Similar to the traditional Software Development LifeCycle (SDLC) process, we wanted to ensure a secure infrastructure environment and to provide feedback as early as possible in our Infrastructure Development LifeCycle process. We have continuous monitoring tools that monitor our live environments (i.e. post infrastructure deployment) for security vulnerabilities, performance issues, and drift. We also implement required peer reviews as part of normal infrastructure deployment processes. However, there was no standard framework to enable infrastructure developers to define tests that can be run prior to the deployment of infrastructure. This limited our ability to catch issues early in the infrastructure lifecycle process.
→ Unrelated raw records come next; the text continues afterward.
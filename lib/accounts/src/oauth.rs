//! Provider sign-in: find-or-create by `(provider, uid)`.

use tracing::{debug, info, instrument};

use crate::accounts::Accounts;
use crate::error::{AccountError, StoreError, ValidationErrors};
use crate::password;
use crate::provider::OAuthPayload;
use crate::role::Role;
use crate::store::Inserted;
use crate::token::friendly_token;
use crate::user::User;
use crate::validation::{check_email, normalize_email};

/// Length of the placeholder password given to provider accounts.
pub const GENERATED_PASSWORD_LENGTH: usize = 20;

impl Accounts {
    /// Resolves a provider callback into an account, creating it on first
    /// sign-in.
    ///
    /// An existing account is returned unchanged. A new one copies
    /// `provider`, `uid`, `email`, `name`, and `image` from the payload and
    /// gets a random 20-character password that nobody knows. No roles are
    /// assigned here; see [`Accounts::ensure_default_role`].
    ///
    /// # Errors
    ///
    /// Returns [`AccountError::Validation`] if the new account is rejected
    /// (missing or taken email) and [`AccountError::Store`] if the store
    /// fails.
    #[instrument(skip(self, payload), fields(provider = %payload.provider))]
    pub async fn find_for_oauth(&self, payload: &OAuthPayload) -> Result<User, AccountError> {
        let uid = payload.uid.as_deref();

        if let Some(user) = self.users.find_by_provider_uid(payload.provider, uid).await? {
            debug!(user_id = %user.id(), "provider identity already linked");
            return Ok(user);
        }

        let (user, _password) = self.build_provider_user(payload)?;
        match self.users.insert(&user).await {
            Ok(Inserted::Created) => {
                info!(user_id = %user.id(), "created account from provider sign-in");
                Ok(user)
            }
            Ok(Inserted::ProviderConflict) => {
                // A concurrent callback for the same identity inserted first.
                debug!("provider identity linked concurrently, loading winner");
                self.users
                    .find_by_provider_uid(payload.provider, uid)
                    .await?
                    .ok_or(AccountError::NotFound)
            }
            Err(StoreError::EmailTaken) => {
                // The winner of a concurrent callback carries the same email,
                // and the email index may report the clash first.
                match self.users.find_by_provider_uid(payload.provider, uid).await? {
                    Some(winner) => {
                        debug!(user_id = %winner.id(), "provider identity linked concurrently");
                        Ok(winner)
                    }
                    None => Err(StoreError::EmailTaken.into()),
                }
            }
            Err(e) => Err(e.into()),
        }
    }

    /// Assigns the `user` role to an account that has no roles yet.
    ///
    /// Account creation assigns no roles, so every creation path calls this
    /// right after creating or resolving the account.
    pub async fn ensure_default_role(&self, mut user: User) -> Result<User, AccountError> {
        if user.roles().is_empty() {
            user.add_role(Role::User);
            self.users.update(&user).await?;
            info!(user_id = %user.id(), role = "user", "assigned default role");
        }
        Ok(user)
    }

    /// Builds an unsaved provider account and returns it with its plain
    /// generated password.
    pub(crate) fn build_provider_user(
        &self,
        payload: &OAuthPayload,
    ) -> Result<(User, String), AccountError> {
        let email = payload
            .info
            .email
            .as_deref()
            .map(normalize_email)
            .unwrap_or_default();

        if self.config.validatable {
            let mut errors = ValidationErrors::new();
            check_email(&email, &mut errors);
            errors.into_result()?;
        }

        let password = friendly_token(GENERATED_PASSWORD_LENGTH);
        let mut user = User::new(email, password::hash(&password)?);
        user.set_identity(payload.provider, payload.uid.clone());
        user.set_name(payload.info.name.clone());
        user.set_image(payload.info.image.clone());
        Ok((user, password))
    }
}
We defined a number of security checks, enforced via GCP organization policies. They guide what can and can not be set in our environment. The problem comes when we have a team submit IaC code, it terraform plans successfully and then fails to deploy because an organization policy does not allow it. This is not the best experience for development teams, as they should have been notified when they submitted the code that it did not meet our infrastructure deployment requirements. In addition, organization polices are limited to the constraints that GCP provides, we also need a way to prevent issues that organization policies do not cover. In essence, we want to move that feedback to earlier in the development process and thereby “Shift Left” the infrastructure validation process.

IaC Terminology and definition of Static, Component, and End 2 End Tests

The following diagram illustrates how we think about the various test categories at Box:

Everything starts with a pull request and depending on what kind of change is being made the corresponding test pipeline is executed. In the IAC repos, the static analysis stage is covered by our linter and implementation of Conftests. This helps us ensure the code meets our defined standards and that the changes don’t violate any policies. If the change is in the modules repo, the tests are different. We test these changes as individual components and then confirm they will integrate well with component testing. In either case, the pull request (PR) is not allowed to be merged if any of these tests fail. Once the tests are passing and the PR has been approved by an authorized peer, it can be merged which triggers the next sequence of tests.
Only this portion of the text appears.